With their painterly detonations and hovering nimbuses, Gottlieb’s works have been interpreted as abstractions of violence and cataclysm. The artist did not exclude such readings: like many of his contemporaries, he sought to make art commensurate with the tumult of his time, from the tragedies of the Second World War to the development of the atomic bomb. The paintings can be equally suggestive, however, of serenity, renewal and rebirth. Gottlieb left viewers free to come to their own conclusions. The critic Harold Rosenberg singled out the present painting for its mysterious and polyvalent power. ‘His emblems reach out to the magical idioms of medicine men, alchemists, astrologers.
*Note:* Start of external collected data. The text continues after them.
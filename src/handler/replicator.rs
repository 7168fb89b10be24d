// SPDX-License-Identifier: GPL-2.0-or-later

use async_trait::async_trait;
use common::StreamData;

use crate::media_handler::{MediaHandler, SharedHandler};
use crate::ports::Ports;
use crate::status::{ErrorKind, Status};

/// Fans a single input stream out to `output_count` independent numbered
/// output ports, each carrying an identical copy of every message. Used to
/// feed the same track into more than one downstream branch (e.g. an
/// encrypted and a clear muxing path) without the branches sharing state.
///
/// A single output port already supports multiple consumers via [`Ports`];
/// `Replicator` exists for the case where downstream handlers need to see
/// the copies arrive as logically distinct streams (different output port
/// numbers) rather than the same one fanned out.
pub struct Replicator {
    output_count: u32,
    ports: Ports,
}

impl Replicator {
    #[must_use]
    pub fn new(output_count: u32) -> Self {
        Self {
            output_count,
            ports: Ports::new(),
        }
    }
}

#[async_trait]
impl MediaHandler for Replicator {
    async fn process(&mut self, input_port: u32, data: StreamData) -> Status {
        if input_port != 0 {
            return Status::new(
                ErrorKind::InvalidArgument,
                format!("replicator has no input port {input_port}"),
            );
        }
        for output_port in 0..self.output_count {
            let copy = StreamData::new(output_port, data.payload.clone());
            let status = self.ports.dispatch(copy).await;
            if status.is_error() {
                return status;
            }
        }
        Status::ok()
    }

    async fn on_flush_request(&mut self, input_port: u32) -> Status {
        if input_port != 0 {
            return Status::new(
                ErrorKind::InvalidArgument,
                format!("replicator has no input port {input_port}"),
            );
        }
        self.ports.flush_all().await
    }

    fn add_output(&mut self, output_port: u32, consumer: SharedHandler, consumer_input_port: u32) {
        self.ports.add_output(output_port, consumer, consumer_input_port);
    }

    fn known_input_ports(&self) -> Vec<u32> {
        vec![0]
    }

    fn declared_output_ports(&self) -> Vec<u32> {
        (0..self.output_count).collect()
    }
}
#[async_trait]
impl MediaHandler for EncryptionHandler {
    async fn process(&mut self, input_port: u32, data: StreamData) -> Status {
        if input_port != 0 {
            return Status::new(
                ErrorKind::InvalidArgument,
                format!("encryption handler has no input port {input_port}"),
            );
        }
        match data.payload {
            StreamDataPayload::StreamInfo(info) => self.process_stream_info(data.stream_index, info).await,
            StreamDataPayload::MediaSample(sample) => self.process_sample(data.stream_index, sample).await,
            other => self.forward(data.stream_index, other).await,
        }
    }

    async fn on_flush_request(&mut self, input_port: u32) -> Status {
        if input_port != 0 {
            return Status::new(
                ErrorKind::InvalidArgument,
                format!("encryption handler has no input port {input_port}"),
            );
        }
        self.ports.flush_all().await
    }

    fn add_output(&mut self, output_port: u32, consumer: SharedHandler, consumer_input_port: u32) {
        self.ports.add_output(output_port, consumer, consumer_input_port);
    }

    fn known_input_ports(&self) -> Vec<u32> {
        vec![0]
    }

    fn declared_output_ports(&self) -> Vec<u32> {
        vec![0]
    }
}

#[cfg(test)]
#[allow(clippy::unwrap_used)]
mod tests {
    use std::sync::Arc;

    use async_trait::async_trait;
    use common::time::TickDuration;
    use common::{
        AudioInfo, KeySourceError, MediaInfo, PaddedBytes, ProtectionSchemeConfig, StreamType,
        VideoInfo,
    };
    use tokio::sync::Mutex;

    use super::*;

    struct Recorder {
        events: Vec<StreamDataPayload>,
    }

    #[async_trait]
    impl MediaHandler for Recorder {
        async fn process(&mut self, _input_port: u32, data: StreamData) -> Status {
            self.events.push(data.payload);
            Status::ok()
        }
        async fn on_flush_request(&mut self, _input_port: u32) -> Status {
            Status::ok()
        }
        fn add_output(&mut self, _output_port: u32, _consumer: SharedHandler, _consumer_input_port: u32) {}
        fn known_input_ports(&self) -> Vec<u32> {
            vec![0]
        }
        fn declared_output_ports(&self) -> Vec<u32> {
            vec![]
        }
    }

    struct FixedKeySource {
        key: EncryptionKey,
    }

    #[async_trait]
    impl KeySource for FixedKeySource {
        async fn key_for_label(
            &self,
            _stream_label: &str,
            _crypto_period_index: u64,
        ) -> Result<EncryptionKey, KeySourceError> {
            Ok(self.key.clone())
        }
    }

    struct NoKeySource;

    #[async_trait]
    impl KeySource for NoKeySource {
        async fn key_for_label(
            &self,
            stream_label: &str,
            _crypto_period_index: u64,
        ) -> Result<EncryptionKey, KeySourceError> {
            Err(KeySourceError(stream_label.to_owned()))
        }
    }

    struct EventRecorder {
        events: std::sync::Mutex<Vec<(u32, MediaEvent)>>,
    }

    impl Notifier for EventRecorder {
        fn segment_ready(&self, _stream_index: u32, _segment_number: u64) {}
        fn media_event(&self, stream_index: u32, event: &MediaEvent) {
            self.events.lock().unwrap().push((stream_index, event.clone()));
        }
    }

    fn key(byte: u8) -> EncryptionKey {
        EncryptionKey {
            key_id: [byte; 16],
            key: [byte; 16],
            iv_seed: [byte; 16],
            protection_system_data: Vec::new(),
        }
    }

    fn params(scheme: ProtectionSchemeConfig, clear_lead_s: f64, crypto_period_s: f64) -> EncryptionParams {
        EncryptionParams {
            scheme,
            clear_lead_s,
            crypto_period_duration_s: crypto_period_s,
            vp9_subsample_encryption: true,
            protection_systems: Vec::new(),
        }
    }

    fn video_info(time_scale: u32) -> Arc<StreamInfo> {
        Arc::new(StreamInfo {
            stream_type: StreamType::Video,
            codec: "other".to_owned(),
            codec_private: Vec::new(),
            time_scale,
            duration: TickDuration::new(0),
            language: "und".to_owned(),
            encrypted: false,
            media: MediaInfo::Video(VideoInfo {
                width: 1920,
                height: 1080,
                ..VideoInfo::default()
            }),
        })
    }

    fn audio_info(time_scale: u32) -> Arc<StreamInfo> {
        Arc::new(StreamInfo {
            stream_type: StreamType::Audio,
            codec: "aac".to_owned(),
            codec_private: Vec::new(),
            time_scale,
            duration: TickDuration::new(0),
            language: "und".to_owned(),
            encrypted: false,
            media: MediaInfo::Audio(AudioInfo::default()),
        })
    }

    fn sample(dts: i64, duration: i64, is_key_frame: bool, payload: Vec<u8>) -> MediaSample {
        MediaSample {
            dts: Ticks::new(dts),
            pts: Ticks::new(dts),
            duration: TickDuration::new(duration),
            is_key_frame,
            is_encrypted: false,
            payload: Arc::new(PaddedBytes::new(payload)),
            side_data: None,
            decrypt_config: None,
        }
    }

    fn samples_of(events: &[StreamDataPayload]) -> Vec<MediaSample> {
        events
            .iter()
            .filter_map(|e| match e {
                StreamDataPayload::MediaSample(s) => Some(s.clone()),
                _ => None,
            })
            .collect()
    }

    #[tokio::test]
    async fn samples_before_the_clear_lead_boundary_pass_through_unencrypted() {
        let mut handler = EncryptionHandler::new(
            params(ProtectionSchemeConfig::Cenc, 1.0, 0.0),
            Arc::new(FixedKeySource { key: key(1) }),
            Arc::new(EventRecorder {
                events: std::sync::Mutex::new(Vec::new()),
            }),
            None,
        );
        let recorder = Arc::new(Mutex::new(Recorder { events: Vec::new() }));
        handler.add_output(0, recorder.clone(), 0);

        handler
            .process(0, StreamData::new(0, StreamDataPayload::StreamInfo(audio_info(1000))))
            .await;
        for dts in [0, 500, 1000, 2500] {
            let status = handler
                .process(
                    0,
                    StreamData::new(0, StreamDataPayload::MediaSample(sample(dts, 500, true, vec![0u8; 32]))),
                )
                .await;
            assert!(status.is_ok(), "{status}");
        }

        let events = recorder.lock().await.events.clone();
        let samples = samples_of(&events);
        assert_eq!(4, samples.len());
        assert!(!samples[0].is_encrypted, "before the boundary");
        assert!(!samples[1].is_encrypted, "still before the boundary");
        assert!(samples[2].is_encrypted, "dts 1000 == 1s boundary at 1000 scale");
        assert!(samples[3].is_encrypted);
    }

    #[tokio::test]
    async fn video_clear_lead_waits_for_a_key_frame_at_or_after_the_boundary() {
        let mut handler = EncryptionHandler::new(
            params(ProtectionSchemeConfig::Cbcs, 1.0, 0.0),
            Arc::new(FixedKeySource { key: key(2) }),
            Arc::new(EventRecorder {
                events: std::sync::Mutex::new(Vec::new()),
            }),
            None,
        );
        let recorder = Arc::new(Mutex::new(Recorder { events: Vec::new() }));
        handler.add_output(0, recorder.clone(), 0);

        handler
            .process(0, StreamData::new(0, StreamDataPayload::StreamInfo(video_info(1000))))
            .await;
        // dts 1000 is past the 1s boundary but not a key frame; encryption
        // must wait for the next key frame.
        for (dts, is_key) in [(0, true), (500, false), (1000, false), (1500, true), (2000, false)] {
            handler
                .process(
                    0,
                    StreamData::new(
                        0,
                        StreamDataPayload::MediaSample(sample(dts, 500, is_key, vec![0u8; 32])),
                    ),
                )
                .await;
        }

        let events = recorder.lock().await.events.clone();
        let samples = samples_of(&events);
        assert_eq!(5, samples.len());
        assert!(!samples[0].is_encrypted);
        assert!(!samples[1].is_encrypted);
        assert!(!samples[2].is_encrypted, "past the boundary but not a key frame");
        assert!(samples[3].is_encrypted, "first key frame at/after the boundary");
        assert!(samples[4].is_encrypted, "encryption continues on later non-key frames");
        let cfg = samples[3].decrypt_config.as_ref().unwrap();
        assert_eq!((1, 9), (cfg.crypt_byte_block, cfg.skip_byte_block), "cbcs pattern on video");
    }

    #[tokio::test]
    async fn cenc_attaches_decrypt_config_without_touching_payload() {
        let mut handler = EncryptionHandler::new(
            params(ProtectionSchemeConfig::Cenc, 0.0, 0.0),
            Arc::new(FixedKeySource { key: key(7) }),
            Arc::new(EventRecorder {
                events: std::sync::Mutex::new(Vec::new()),
            }),
            None,
        );
        let recorder = Arc::new(Mutex::new(Recorder { events: Vec::new() }));
        handler.add_output(0, recorder.clone(), 0);

        handler
            .process(0, StreamData::new(0, StreamDataPayload::StreamInfo(audio_info(48_000))))
            .await;
        let original_payload = vec![0xABu8; 40];
        handler
            .process(
                0,
                StreamData::new(
                    0,
                    StreamDataPayload::MediaSample(sample(0, 1024, true, original_payload.clone())),
                ),
            )
            .await;

        let events = recorder.lock().await.events.clone();
        let samples = samples_of(&events);
        assert_eq!(1, samples.len());
        assert!(samples[0].is_encrypted);
        assert_eq!(&original_payload[..], &samples[0].payload[..], "container does the AES, not us");
        let cfg = samples[0].decrypt_config.as_ref().unwrap();
        assert_eq!([7u8; 16], cfg.key_id);
        assert_eq!(ProtectionScheme::Cenc, cfg.scheme);
    }

    #[tokio::test]
    async fn key_rotation_emits_key_update_before_the_triggering_sample() {
        let notifier = Arc::new(EventRecorder {
            events: std::sync::Mutex::new(Vec::new()),
        });
        let mut handler = EncryptionHandler::new(
            params(ProtectionSchemeConfig::Cenc, 0.0, 1.0),
            Arc::new(FixedKeySource { key: key(3) }),
            notifier.clone(),
            None,
        );
        let recorder = Arc::new(Mutex::new(Recorder { events: Vec::new() }));
        handler.add_output(0, recorder.clone(), 0);

        handler
            .process(0, StreamData::new(0, StreamDataPayload::StreamInfo(audio_info(1000))))
            .await;
        for dts in [0, 500, 1000, 1500] {
            handler
                .process(
                    0,
                    StreamData::new(0, StreamDataPayload::MediaSample(sample(dts, 500, true, vec![0u8; 16]))),
                )
                .await;
        }

        let key_updates = notifier.events.lock().unwrap().clone();
        assert_eq!(2, key_updates.len(), "one rotation at period 0 -> 1");
    }

    #[tokio::test]
    async fn missing_key_is_fatal() {
        let mut handler = EncryptionHandler::new(
            params(ProtectionSchemeConfig::Cenc, 0.0, 0.0),
            Arc::new(NoKeySource),
            Arc::new(EventRecorder {
                events: std::sync::Mutex::new(Vec::new()),
            }),
            None,
        );
        let recorder = Arc::new(Mutex::new(Recorder { events: Vec::new() }));
        handler.add_output(0, recorder.clone(), 0);

        handler
            .process(0, StreamData::new(0, StreamDataPayload::StreamInfo(audio_info(1000))))
            .await;
        let status = handler
            .process(
                0,
                StreamData::new(0, StreamDataPayload::MediaSample(sample(0, 500, true, vec![0u8; 16]))),
            )
            .await;
        assert_eq!(ErrorKind::EncryptionError, status.kind);
    }

    #[tokio::test]
    async fn apple_sample_aes_encrypts_payload_in_place() {
        let mut handler = EncryptionHandler::new(
            params(ProtectionSchemeConfig::AppleSampleAes, 0.0, 0.0),
            Arc::new(FixedKeySource { key: key(9) }),
            Arc::new(EventRecorder {
                events: std::sync::Mutex::new(Vec::new()),
            }),
            None,
        );
        let recorder = Arc::new(Mutex::new(Recorder { events: Vec::new() }));
        handler.add_output(0, recorder.clone(), 0);

        handler
            .process(0, StreamData::new(0, StreamDataPayload::StreamInfo(audio_info(48_000))))
            .await;
        let original_payload = vec![0x11u8; 64];
        handler
            .process(
                0,
                StreamData::new(
                    0,
                    StreamDataPayload::MediaSample(sample(0, 1024, true, original_payload.clone())),
                ),
            )
            .await;

        let events = recorder.lock().await.events.clone();
        let samples = samples_of(&events);
        assert_eq!(1, samples.len());
        assert!(samples[0].is_encrypted);
        assert_ne!(
            &original_payload[16..],
            &samples[0].payload[16..],
            "bytes past the clear AAC prefix are ciphertext"
        );
        assert_eq!(
            &original_payload[..16],
            &samples[0].payload[..16],
            "clear AAC prefix is untouched"
        );
    }
}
They are affiliated with the hieroglyph and the secret formula, as in Sand … No matter how abstract and “reduced” they become, they carry reverberations of a beyond-art realm, be it the world of the primitive-archaic or of the outer space of modern physics’ (H. Rosenberg, ‘Gottlieb’, in Adolph Gottlieb: Painting 1959–1971, exh. cat. Marlborough Fine Art, London 1971, p. 7).